13 lajes de prédio do ABC caem, matam criança e deixam feridos e desaparecidos

Desabamento aconteceu às 19h45 no centro de São Bernardo do Campo; ainda não se sabe o que causou o colapso parcial do edifício

WILLIAM CARDOSO, O Estado de S.Paulo

07 de fevereiro de 2012 | 03h01

Um desabamento de 13 lajes de um prédio comercial no centro de São Bernardo do Campo, no ABC paulista, matou uma menina de 6 anos e deixou uma enfermeira desaparecida por volta das 19h45 de ontem. Outras cinco vítimas foram retiradas com vida do local e levadas para hospitais da região. Testemunhas disseram que há quatro pessoas nos escombros - funcionários da lanchonete no térreo -, mas o Corpo de Bombeiros não confirmou.

Não há sinais de explosão na lanchonete, segundo o tenente-coronel Roberto Rensi Cunha, comandante do 8.º Grupamento de Bombeiros, que abrange a região do ABC. O Edifício Senador fica na Avenida Índico, na esquina com a Rua Jurubatuba, a poucos metros do Paço Municipal. O desabamento afetou todos os 13 andares do prédio, do topo ao subsolo. Mas o colapso foi parcial: só as salas comerciais de fim 4 foram afetadas. Algumas vigas e lajes estão comprometidas, mas a estrutura principal está firme, segundo o tenente-coronel.

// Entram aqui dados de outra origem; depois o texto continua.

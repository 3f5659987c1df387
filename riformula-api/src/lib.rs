//! Riformula API - REST layer
//!
//! Axum HTTP surface over the rewrite engine: the rewrite endpoint,
//! feedback/correction submission, statistics, model catalog, upstream
//! diagnostics and health checks.

pub mod config;
pub mod error;
pub mod openapi;
pub mod routes;
pub mod state;
pub mod types;

pub use config::ApiConfig;
pub use error::{ApiError, ApiResult, ErrorCode};
pub use routes::create_api_router;
pub use state::AppState;
//! Riformula Core - Domain Types
//!
//! Pure domain layer shared by every other crate: record types, the
//! word-overlap similarity scorer, the input normalizer, configuration and
//! the error taxonomy. No I/O lives here.

pub mod config;
pub mod error;
pub mod normalize;
pub mod similarity;
pub mod types;

pub use config::{CacheConfig, RewriteConfig, SimilarityThresholds, ValidationPolicy};
pub use error::{
    ConfigError, InputError, RiformulaError, RiformulaResult, StoreError, UpstreamError,
};
pub use normalize::{normalize, NormalizedInput, GENERIC_ACTIVITY};
pub use similarity::{score, token_set};
pub use types::{
    CorrectionRecord, CorrectionStats, ExampleRecord, FeedbackPolarity, FeedbackRecord,
    FeedbackStats, Origin, RewriteResult,
};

A menina que morreu e seus pais estavam em um consultório médico no 6.º andar. A enfermeira desaparecida trabalha ali. A médica que atende no local e a mãe da criança saíram do prédio sem ferimentos e sem ajuda dos bombeiros. O pai ficou ferido.

Ainda não se sabe onde o colapso teve início. "É prematuro levantar qualquer hipótese nesse momento. Já estamos vistoriando o prédio com a Defesa Civil e vamos analisar suas características. Vamos esperar o pessoal de Engenharia chegar às suas conclusões", disse o tenente-coronel. Ele também disse que não há informação de reformas em andamento no edifício.

O vendedor Jair Pereira dos Santos, de 25 anos, estava passando de carro pela Rua Jurubatuba por volta das 19h45 quando percebeu que pedaços de pedra caíam sobre seu Fox preto. "No começo, pensei que fosse algum caminhão jogando pedra. Mas logo depois começou a cair janela, ar-condicionado, tudo", conta. "Estava com as janelas fechadas e o entulho estourou o vidro do meu carro. Meu coração disparou, então eu acelerei. Vi um rapaz ensanguentado, acho que ele foi socorrido."

O porteiro do Edifício Senador, José Orlando Vieira Santos, de 46 anos, contou que tinha ouvido estalos durante a noite. "Estou há nove meses trabalhando aqui. E achava estranho", conta ele, que ontem deveria estar trabalhando no turno das 19h às 7h, mas, por sorte, tirou uma folga.

Síndico do Edifício Senador há dez anos, Lauro Salera, de 69, contou que o prédio tinha entre 30 e 40 anos e 74 salas comerciais, entre elas um cartório. Ele garantiu que a manutenção era feita normalmente no edifício. "Em princípio, o único lugar que teria botijão de gás seria a lanchonete do térreo."

Buscas. "Conseguimos estabilizar algumas partes que oferecem risco e já estamos com cães farejadores no local", disse o tenente-coronel Cunha. A preocupação é sobre a segurança das equipes durante a busca. "Ainda há comprometimento de algumas partes do edifício, mas, visualmente, as colunas principais indicam resistência da estrutura", disse Cunha. "Engenheiros da Defesa Civil já estão nos assessorando no posto de comando."

A garota que morreu usava uniforme escolar, segundo as equipes de resgate. A maioria dos feridos foi levada ao Pronto-Socorro Central de São Bernardo. Segundo os bombeiros, não há ninguém em estado grave.

Para garantir a segurança de pedestres e motoristas, a Avenida Índico vai ficar interditada por dois ou três dias, segundo a Defesa Civil.